Kiyosu Castle (Kiyosu City: Reconstructed Main Keep and On-site Experience Spots)

⭐ Overall Recommendation
 Historical Value:[☆☆]
 Visual Appeal:[☆☆☆]
 Experience Value:[☆☆☆]

A vermilion Ōte Bridge spans the Gojō River, and a main keep crowned with golden shachihoko reflects in the water—what we meet as “Kiyosu Castle” today is not a preserved Sengoku original, but a reconstructed castle that brings Kiyosu’s past to life through exhibits and hands-on experiences. And yet, standing here makes one thing immediately clear: when Oda Nobunaga moved from Nagono Castle to Kiyosu and sprinted toward Okehazama, that “run-up” to national ambition was grounded in this town’s strategic geography and its command of movement and supply.

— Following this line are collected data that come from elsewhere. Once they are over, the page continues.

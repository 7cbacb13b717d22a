//! Positional argument decoding.

use ahash::AHashSet;
use serde_json::Value;

use crate::{
    diagnostics::require,
    errors::{ErrorCode, KvGraphError, Result},
    graph::{
        keys::{ID_KEY, LABEL_KEY},
        records::{validate_endpoint, validate_id, validate_label, validate_property_key},
    },
    pattern::is_valid_token,
};

use super::IdSelector;

pub(super) fn arity(op: &str, args: &[Value], max: usize) -> Result<()> {
    require(
        args.len() <= max,
        ErrorCode::ArgInvalid,
        format!("{op}() takes at most {max} argument(s), got {}", args.len()),
    )
}

pub(super) fn required<'a>(op: &str, arg: Option<&'a Value>, what: &str) -> Result<&'a Value> {
    arg.ok_or_else(|| {
        KvGraphError::precondition(ErrorCode::ArgInvalid, format!("{op}() requires a {what}"))
    })
}

/// `()`, `null`, one id, several ids, or a single array of ids.
pub(super) fn ids(op: &str, args: &[Value]) -> Result<IdSelector> {
    match args {
        [] | [Value::Null] => Ok(IdSelector::All),
        [Value::String(id)] => {
            check_id(op, id)?;
            Ok(IdSelector::One(id.clone()))
        }
        [Value::Array(items)] => Ok(IdSelector::Many(id_list(op, items)?)),
        many => Ok(IdSelector::Many(id_list(op, many)?)),
    }
}

fn id_list(op: &str, items: &[Value]) -> Result<Vec<String>> {
    items
        .iter()
        .map(|item| match item {
            Value::String(id) => {
                check_id(op, id)?;
                Ok(id.clone())
            }
            other => Err(KvGraphError::precondition(
                ErrorCode::ArgInvalid,
                format!("{op}() ids must be strings, got {other}"),
            )),
        })
        .collect()
}

fn check_id(op: &str, id: &str) -> Result<()> {
    require(
        !id.is_empty(),
        ErrorCode::ArgInvalid,
        format!("{op}() ids must be non-empty strings"),
    )?;
    validate_id(id)
}

/// Zero or more names, given inline or as one array. Duplicates collapse,
/// first occurrence wins.
pub(super) fn names(op: &str, args: &[Value]) -> Result<Vec<String>> {
    let items: &[Value] = match args {
        [Value::Array(items)] => items,
        other => other,
    };
    let mut seen = AHashSet::new();
    let mut out = Vec::with_capacity(items.len());
    for item in items {
        let Value::String(name) = item else {
            return Err(KvGraphError::precondition(
                ErrorCode::ArgInvalid,
                format!("{op}() arguments must be strings, got {item}"),
            ));
        };
        require(
            is_valid_token(name),
            ErrorCode::ArgInvalidToken,
            format!("{op}() argument '{name}' is not a valid key token"),
        )?;
        if seen.insert(name.clone()) {
            out.push(name.clone());
        }
    }
    Ok(out)
}

pub(super) fn label(op: &str, arg: Option<&Value>) -> Result<String> {
    match arg {
        Some(Value::String(label)) => {
            validate_label(label)?;
            Ok(label.clone())
        }
        _ => Err(KvGraphError::precondition(
            ErrorCode::ArgLabelRequired,
            format!("{op}() requires a non-empty string label"),
        )),
    }
}

pub(super) fn endpoint(op: &str, arg: Option<&Value>) -> Result<String> {
    match arg {
        Some(Value::String(id)) => {
            validate_endpoint(id)?;
            Ok(id.clone())
        }
        _ => Err(KvGraphError::precondition(
            ErrorCode::ArgEndpointRequired,
            format!("{op}() requires non-empty string endpoint ids"),
        )),
    }
}

pub(super) fn optional_id(op: &str, arg: Option<&Value>) -> Result<Option<String>> {
    match arg {
        None | Some(Value::Null) => Ok(None),
        Some(Value::String(id)) if id.is_empty() => Ok(None),
        Some(Value::String(id)) => Ok(Some(id.clone())),
        Some(other) => Err(KvGraphError::precondition(
            ErrorCode::ArgInvalid,
            format!("{op}() expects a vertex id, got {other}"),
        )),
    }
}

pub(super) fn has_key(op: &str, arg: Option<&Value>) -> Result<String> {
    let key = match arg {
        Some(Value::String(key)) if !key.is_empty() => key,
        _ => {
            return Err(KvGraphError::precondition(
                ErrorCode::ArgPropertyKeyRequired,
                format!("{op}() requires a non-empty string key"),
            ));
        }
    };
    if key != ID_KEY && key != LABEL_KEY {
        require(
            is_valid_token(key),
            ErrorCode::ArgInvalidToken,
            format!("{op}() key '{key}' is not a valid key token"),
        )?;
    }
    Ok(key.clone())
}

pub(super) fn property_key(op: &str, arg: Option<&Value>) -> Result<String> {
    match arg {
        Some(Value::String(key)) => {
            validate_property_key(key)?;
            Ok(key.clone())
        }
        _ => Err(KvGraphError::precondition(
            ErrorCode::ArgPropertyKeyRequired,
            format!("{op}() requires a non-empty string key"),
        )),
    }
}

pub(super) fn scalar(op: &str, arg: Option<&Value>) -> Result<Value> {
    match arg {
        Some(value @ (Value::String(_) | Value::Number(_) | Value::Bool(_))) => Ok(value.clone()),
        Some(other) => Err(KvGraphError::precondition(
            ErrorCode::ArgNonScalarValue,
            format!("{op}() compares against scalars only, got {other}"),
        )),
        None => Err(KvGraphError::precondition(
            ErrorCode::ArgNonScalarValue,
            format!("{op}() requires a value to compare against"),
        )),
    }
}

/// Non-negative integer. Whole floats such as `2.0` are accepted.
pub(super) fn limit(op: &str, arg: Option<&Value>) -> Result<usize> {
    let parsed = match arg {
        Some(Value::Number(n)) => n.as_u64().or_else(|| {
            n.as_f64()
                .filter(|f| f.is_finite() && *f >= 0.0 && f.fract() == 0.0)
                .map(|f| f as u64)
        }),
        _ => None,
    };
    parsed
        .and_then(|n| usize::try_from(n).ok())
        .ok_or_else(|| {
            KvGraphError::precondition(
                ErrorCode::ArgLimitInvalid,
                format!(
                    "{op}() requires a non-negative integer, got {}",
                    arg.map(Value::to_string).unwrap_or_else(|| "nothing".into())
                ),
            )
        })
}
use core::fmt;
use core::iter::FusedIterator;

use smallvec::SmallVec;

use crate::error::Result;
use crate::range::Range;
use crate::raw::{Handle, RawRangeTree, MAX_CAPACITY};

/// Deepest root-to-leaf path the borrowing iterator can meet: a red-black
/// tree of at most [`RangeSet::MAX_CAPACITY`] nodes is at most 64 levels
/// tall, so the traversal stack never leaves its inline buffer.
const MAX_DEPTH: usize = 64;

/// An ordered set of `u32` custody IDs, stored as maximal runs of
/// consecutive IDs in a fixed-capacity red-black tree.
///
/// Inserting an ID adjacent to a stored run extends the run in place;
/// inserting the last missing ID between two runs fuses them into one node.
/// Removing an ID from the middle of a run splits it. All node storage is
/// reserved once at creation: no operation after [`with_capacity`] touches
/// the allocator, which is what makes the set usable for custody tracking
/// in flight software.
///
/// Capacity is counted in runs, not IDs. A set of capacity `n` can hold up
/// to `n` disjoint runs covering any number of IDs; [`insert`] reports
/// [`Error::TreeFull`](crate::Error::TreeFull) only when a new run is needed and every node cell is
/// live.
///
/// # Examples
///
/// ```
/// use custody_ranges::RangeSet;
///
/// let mut acked = RangeSet::with_capacity(16).unwrap();
/// acked.insert(7).unwrap();
/// acked.insert(9).unwrap();
/// acked.insert(8).unwrap();
///
/// // 7, 8, 9 coalesced into a single run.
/// assert_eq!(acked.len(), 1);
/// assert!(acked.contains(8));
/// assert_eq!(format!("{acked:?}"), "{7..=9}");
/// ```
///
/// [`with_capacity`]: RangeSet::with_capacity
/// [`insert`]: RangeSet::insert
#[derive(Clone)]
pub struct RangeSet {
    tree: RawRangeTree,
}

impl RangeSet {
    /// Most node cells a set can reserve: half the ID domain plus one.
    ///
    /// A fuller set is impossible to need — once every other ID is present,
    /// any further insertion is adjacent to an existing run and merges
    /// rather than claiming a cell.
    pub const MAX_CAPACITY: usize = MAX_CAPACITY;

    /// Creates a set with room for exactly `capacity` runs, reserving all
    /// node storage up front.
    ///
    /// # Errors
    ///
    /// - [`Error::ZeroCapacity`](crate::Error::ZeroCapacity) if `capacity` is zero.
    /// - [`Error::CapacityExceeded`](crate::Error::CapacityExceeded) if `capacity` exceeds
    ///   [`MAX_CAPACITY`](Self::MAX_CAPACITY).
    /// - [`Error::AllocationFailed`](crate::Error::AllocationFailed) if the reservation cannot be satisfied.
    ///
    /// # Examples
    ///
    /// ```
    /// use custody_ranges::{Error, RangeSet};
    ///
    /// assert!(RangeSet::with_capacity(64).is_ok());
    /// assert_eq!(RangeSet::with_capacity(0), Err(Error::ZeroCapacity));
    /// ```
    ///
    /// # Complexity
    ///
    /// O(capacity) for the reservation; nothing later allocates.
    pub fn with_capacity(capacity: usize) -> Result<Self> {
        Ok(Self { tree: RawRangeTree::try_with_capacity(capacity)? })
    }

    /// Number of runs the set can hold.
    #[must_use]
    pub fn capacity(&self) -> usize {
        self.tree.capacity()
    }

    /// Number of runs currently stored. Each run covers one or more IDs.
    #[must_use]
    pub fn len(&self) -> usize {
        self.tree.len()
    }

    /// Whether no IDs are stored.
    #[must_use]
    pub fn is_empty(&self) -> bool {
        self.tree.is_empty()
    }

    /// Whether every node cell is live.
    ///
    /// A full set still accepts IDs adjacent to stored runs; only values
    /// that would start a new run are refused.
    #[must_use]
    pub fn is_full(&self) -> bool {
        self.tree.is_full()
    }

    /// Whether some stored run covers `id`.
    ///
    /// # Complexity
    ///
    /// O(log n).
    #[must_use]
    pub fn contains(&self, id: u32) -> bool {
        self.tree.contains(id)
    }

    /// The stored run covering `id`, if any.
    ///
    /// # Examples
    ///
    /// ```
    /// use custody_ranges::{Range, RangeSet};
    ///
    /// let mut set = RangeSet::with_capacity(4).unwrap();
    /// for id in 10..=13 {
    ///     set.insert(id).unwrap();
    /// }
    /// assert_eq!(set.range_containing(12), Some(Range::new(10, 3)));
    /// assert_eq!(set.range_containing(14), None);
    /// ```
    #[must_use]
    pub fn range_containing(&self, id: u32) -> Option<Range> {
        self.tree.range_containing(id)
    }

    /// The lowest stored run.
    #[must_use]
    pub fn first(&self) -> Option<Range> {
        self.tree.first()
    }

    /// The highest stored run.
    #[must_use]
    pub fn last(&self) -> Option<Range> {
        self.tree.last()
    }

    /// Inserts `id`, extending or fusing adjacent runs where possible.
    ///
    /// # Errors
    ///
    /// - [`Error::DuplicateValue`](crate::Error::DuplicateValue) if `id` is already covered. The set is
    ///   unchanged; callers distinguish "already acknowledged" this way.
    /// - [`Error::TreeFull`](crate::Error::TreeFull) if `id` needs a new run and every cell is
    ///   live. The set is unchanged.
    ///
    /// # Examples
    ///
    /// ```
    /// use custody_ranges::{Error, RangeSet};
    ///
    /// let mut set = RangeSet::with_capacity(8).unwrap();
    /// set.insert(3).unwrap();
    /// set.insert(5).unwrap();
    /// assert_eq!(set.len(), 2);
    ///
    /// // 4 bridges the gap; three runs become one node.
    /// set.insert(4).unwrap();
    /// assert_eq!(set.len(), 1);
    /// assert_eq!(set.insert(4), Err(Error::DuplicateValue));
    /// ```
    ///
    /// # Complexity
    ///
    /// O(log n), allocation-free.
    pub fn insert(&mut self, id: u32) -> Result<()> {
        self.tree.insert(id)
    }

    /// Removes `id` from whichever run covers it.
    ///
    /// Removing an interior ID splits the run in two, which claims one node
    /// cell for the upper segment.
    ///
    /// # Errors
    ///
    /// - [`Error::ValueNotFound`](crate::Error::ValueNotFound) if no run covers `id`.
    /// - [`Error::TreeFull`](crate::Error::TreeFull) if a split is needed and every cell is live.
    ///   The run is left intact; the occupancy check happens before any
    ///   mutation.
    ///
    /// # Examples
    ///
    /// ```
    /// use custody_ranges::{Range, RangeSet};
    ///
    /// let mut set = RangeSet::with_capacity(4).unwrap();
    /// for id in 5..=9 {
    ///     set.insert(id).unwrap();
    /// }
    /// set.remove(7).unwrap();
    ///
    /// let runs: Vec<Range> = set.iter().collect();
    /// assert_eq!(runs, vec![Range::new(5, 1), Range::new(8, 1)]);
    /// ```
    ///
    /// # Complexity
    ///
    /// O(log n), allocation-free.
    pub fn remove(&mut self, id: u32) -> Result<()> {
        self.tree.remove(id)
    }

    /// Removes and returns the lowest run, rebalancing the tree.
    ///
    /// # Examples
    ///
    /// ```
    /// use custody_ranges::{Range, RangeSet};
    ///
    /// let mut set = RangeSet::with_capacity(4).unwrap();
    /// set.insert(2).unwrap();
    /// set.insert(3).unwrap();
    /// set.insert(9).unwrap();
    ///
    /// assert_eq!(set.pop_first(), Some(Range::new(2, 1)));
    /// assert_eq!(set.pop_first(), Some(Range::new(9, 0)));
    /// assert_eq!(set.pop_first(), None);
    /// ```
    pub fn pop_first(&mut self) -> Option<Range> {
        self.tree.pop_first()
    }

    /// Empties the set. The node reservation is kept.
    pub fn clear(&mut self) {
        self.tree.clear();
    }

    /// Visits the stored runs in ascending order without removing them.
    ///
    /// # Complexity
    ///
    /// O(1) amortized per step; the traversal stack lives inline, so
    /// iteration performs no allocation.
    pub fn iter(&self) -> Iter<'_> {
        let mut iter = Iter { tree: &self.tree, stack: SmallVec::new(), remaining: self.tree.len() };
        iter.push_left_spine(self.tree.root());
        iter
    }

    /// Removes and yields the runs in ascending order, rebalancing after
    /// each step.
    ///
    /// Runs not yet yielded stay in the set when the iterator is dropped, so
    /// a caller filling a fixed-size acknowledgment record can stop at the
    /// record boundary and pick up the remainder later.
    ///
    /// # Examples
    ///
    /// ```
    /// use custody_ranges::RangeSet;
    ///
    /// let mut set = RangeSet::with_capacity(10).unwrap();
    /// for id in [6, 2, 3, 8, 10, 12, 11] {
    ///     set.insert(id).unwrap();
    /// }
    ///
    /// let acked: Vec<(u32, u32)> = set.drain().map(|r| (r.first(), r.last())).collect();
    /// assert_eq!(acked, vec![(2, 3), (6, 6), (8, 8), (10, 12)]);
    /// assert!(set.is_empty());
    /// ```
    ///
    /// # Complexity
    ///
    /// O(log n) per step.
    pub fn drain(&mut self) -> Drain<'_> {
        Drain { tree: &mut self.tree }
    }
}

impl fmt::Debug for RangeSet {
    fn fmt(&self, f: &mut fmt::Formatter<'_>) -> fmt::Result {
        let mut set = f.debug_set();
        for range in self.iter() {
            set.entry(&range.as_inclusive());
        }
        set.finish()
    }
}

impl PartialEq for RangeSet {
    fn eq(&self, other: &Self) -> bool {
        self.len() == other.len() && self.iter().eq(other.iter())
    }
}

impl Eq for RangeSet {}

/// Borrowing in-order iterator over a set's runs.
///
/// Created by [`RangeSet::iter`].
#[must_use = "iterators are lazy and do nothing unless consumed"]
pub struct Iter<'a> {
    tree: &'a RawRangeTree,
    stack: SmallVec<[Handle; MAX_DEPTH]>,
    remaining: usize,
}

impl Iter<'_> {
    fn push_left_spine(&mut self, mut cursor: Option<Handle>) {
        while let Some(handle) = cursor {
            self.stack.push(handle);
            cursor = self.tree.left(handle);
        }
    }
}

impl Iterator for Iter<'_> {
    type Item = Range;

    fn next(&mut self) -> Option<Range> {
        let handle = self.stack.pop()?;
        let range = self.tree.range_of(handle);
        self.push_left_spine(self.tree.right(handle));
        self.remaining -= 1;
        Some(range)
    }

    fn size_hint(&self) -> (usize, Option<usize>) {
        (self.remaining, Some(self.remaining))
    }
}

impl ExactSizeIterator for Iter<'_> {}
impl FusedIterator for Iter<'_> {}

/// Draining in-order iterator that rebalances after every step.
///
/// Created by [`RangeSet::drain`]; un-yielded runs remain in the set.
#[must_use = "iterators are lazy and do nothing unless consumed"]
pub struct Drain<'a> {
    tree: &'a mut RawRangeTree,
}

impl Iterator for Drain<'_> {
    type Item = Range;

    fn next(&mut self) -> Option<Range> {
        self.tree.pop_first()
    }

    fn size_hint(&self) -> (usize, Option<usize>) {
        (self.tree.len(), Some(self.tree.len()))
    }
}

impl ExactSizeIterator for Drain<'_> {}
impl FusedIterator for Drain<'_> {}

/// Owning in-order iterator that splices nodes out without rebalancing.
///
/// Created by [`RangeSet::into_iter`]. Each step detaches the minimum node
/// in O(1) amortized time; the tree's balance degrades as it drains, which
/// is harmless because the set has been consumed and can never be searched
/// again.
#[must_use = "iterators are lazy and do nothing unless consumed"]
pub struct IntoIter {
    tree: RawRangeTree,
    cursor: Option<Handle>,
}

impl Iterator for IntoIter {
    type Item = Range;

    fn next(&mut self) -> Option<Range> {
        let min = self.cursor?;
        let (range, next) = self.tree.splice_min(min);
        self.cursor = next;
        Some(range)
    }

    fn size_hint(&self) -> (usize, Option<usize>) {
        (self.tree.len(), Some(self.tree.len()))
    }
}

impl ExactSizeIterator for IntoIter {}
impl FusedIterator for IntoIter {}

impl IntoIterator for RangeSet {
    type Item = Range;
    type IntoIter = IntoIter;

    /// Consumes the set into the fast one-shot drain.
    ///
    /// # Examples
    ///
    /// ```
    /// use custody_ranges::{Range, RangeSet};
    ///
    /// let mut set = RangeSet::with_capacity(8).unwrap();
    /// for id in [4, 5, 6, 20] {
    ///     set.insert(id).unwrap();
    /// }
    ///
    /// let runs: Vec<Range> = set.into_iter().collect();
    /// assert_eq!(runs, vec![Range::new(4, 2), Range::new(20, 0)]);
    /// ```
    fn into_iter(self) -> IntoIter {
        let cursor = self.tree.first_handle();
        IntoIter { tree: self.tree, cursor }
    }
}

impl<'a> IntoIterator for &'a RangeSet {
    type Item = Range;
    type IntoIter = Iter<'a>;

    fn into_iter(self) -> Iter<'a> {
        self.iter()
    }
}

#[cfg(test)]
mod tests {
    use alloc::format;
    use alloc::vec::Vec;

    use super::*;

    fn set_of(ids: &[u32]) -> RangeSet {
        let mut set = RangeSet::with_capacity(16).unwrap();
        for &id in ids {
            set.insert(id).unwrap();
        }
        set
    }

    #[test]
    fn debug_renders_inclusive_runs() {
        let set = set_of(&[0, 1, 2, 5, 9, 10]);
        assert_eq!(format!("{set:?}"), "{0..=2, 5..=5, 9..=10}");
        assert_eq!(format!("{:?}", set_of(&[])), "{}");
    }

    #[test]
    fn equality_compares_run_sequences() {
        let a = set_of(&[1, 2, 3, 8]);
        let b = set_of(&[3, 8, 2, 1]);
        assert_eq!(a, b);
        assert_ne!(a, set_of(&[1, 2, 3]));
        assert_ne!(set_of(&[]), set_of(&[0]));
    }

    #[test]
    fn clone_preserves_contents_and_capacity() {
        let mut set = RangeSet::with_capacity(3).unwrap();
        set.insert(1).unwrap();
        set.insert(5).unwrap();

        let mut cloned = set.clone();
        assert_eq!(cloned, set);
        assert_eq!(cloned.capacity(), 3);
        cloned.insert(9).unwrap();
        assert!(cloned.is_full());
        assert_eq!(set.len(), 2);
    }

    #[test]
    fn iter_is_sized_and_fused() {
        let set = set_of(&[1, 5, 9]);
        let mut iter = set.iter();
        assert_eq!(iter.len(), 3);
        assert_eq!(iter.next(), Some(Range::new(1, 0)));
        assert_eq!(iter.len(), 2);
        assert!(iter.by_ref().count() == 2 && iter.next().is_none());
    }

    #[test]
    fn drain_can_stop_at_a_record_boundary() {
        let mut set = set_of(&[1, 5, 9, 13]);
        let first_two: Vec<Range> = set.drain().take(2).collect();
        assert_eq!(first_two, alloc::vec![Range::new(1, 0), Range::new(5, 0)]);

        // The rest stayed behind and the set is still fully usable.
        assert_eq!(set.len(), 2);
        set.insert(10).unwrap();
        assert_eq!(format!("{set:?}"), "{9..=10, 13..=13}");
    }

    #[test]
    fn into_iter_consumes_everything() {
        let set = set_of(&[2, 3, 6, 10, 11, 12]);
        let runs: Vec<Range> = set.into_iter().collect();
        assert_eq!(runs, alloc::vec![Range::new(2, 1), Range::new(6, 0), Range::new(10, 2)]);
    }

    #[test]
    fn reference_iteration_matches_iter() {
        let set = set_of(&[4, 8, 9]);
        let by_ref: Vec<Range> = (&set).into_iter().collect();
        let by_iter: Vec<Range> = set.iter().collect();
        assert_eq!(by_ref, by_iter);
    }
}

The castle in Nobunaga’s day likely differed from the later early-modern image of a towering fortress: historians often interpret it as closer in character to a fortified residence centered on the provincial governor’s headquarters. After the Honnō-ji Incident, however, and after the Kiyosu Conference set the political rearrangement in motion, Nobunaga’s second son Oda Nobukatsu—who became lord here—expanded Kiyosu into a large-scale castle complex with a tenshu (main keep), and the town reached its peak as a vast fortified urban center that absorbed the functions of a full castle town.

But with the Kiyosu Transfer in Keichō 15 (1610), the castle and the town’s core functions moved to Nagoya. The castle was dismantled, and its materials were carried forward into the construction of Nagoya Castle. Tradition holds that the northwest corner turret of Nagoya Castle is called the “Kiyosu Turret” because timbers from Kiyosu were reused in that structure.

In 1989, the current main keep was rebuilt as Kiyosu’s symbol on a stage that had once slipped from history’s center. The best way to enjoy it is not as a single “must-see building,” but as a strolling, immersive history museum that includes the riverside scenery itself.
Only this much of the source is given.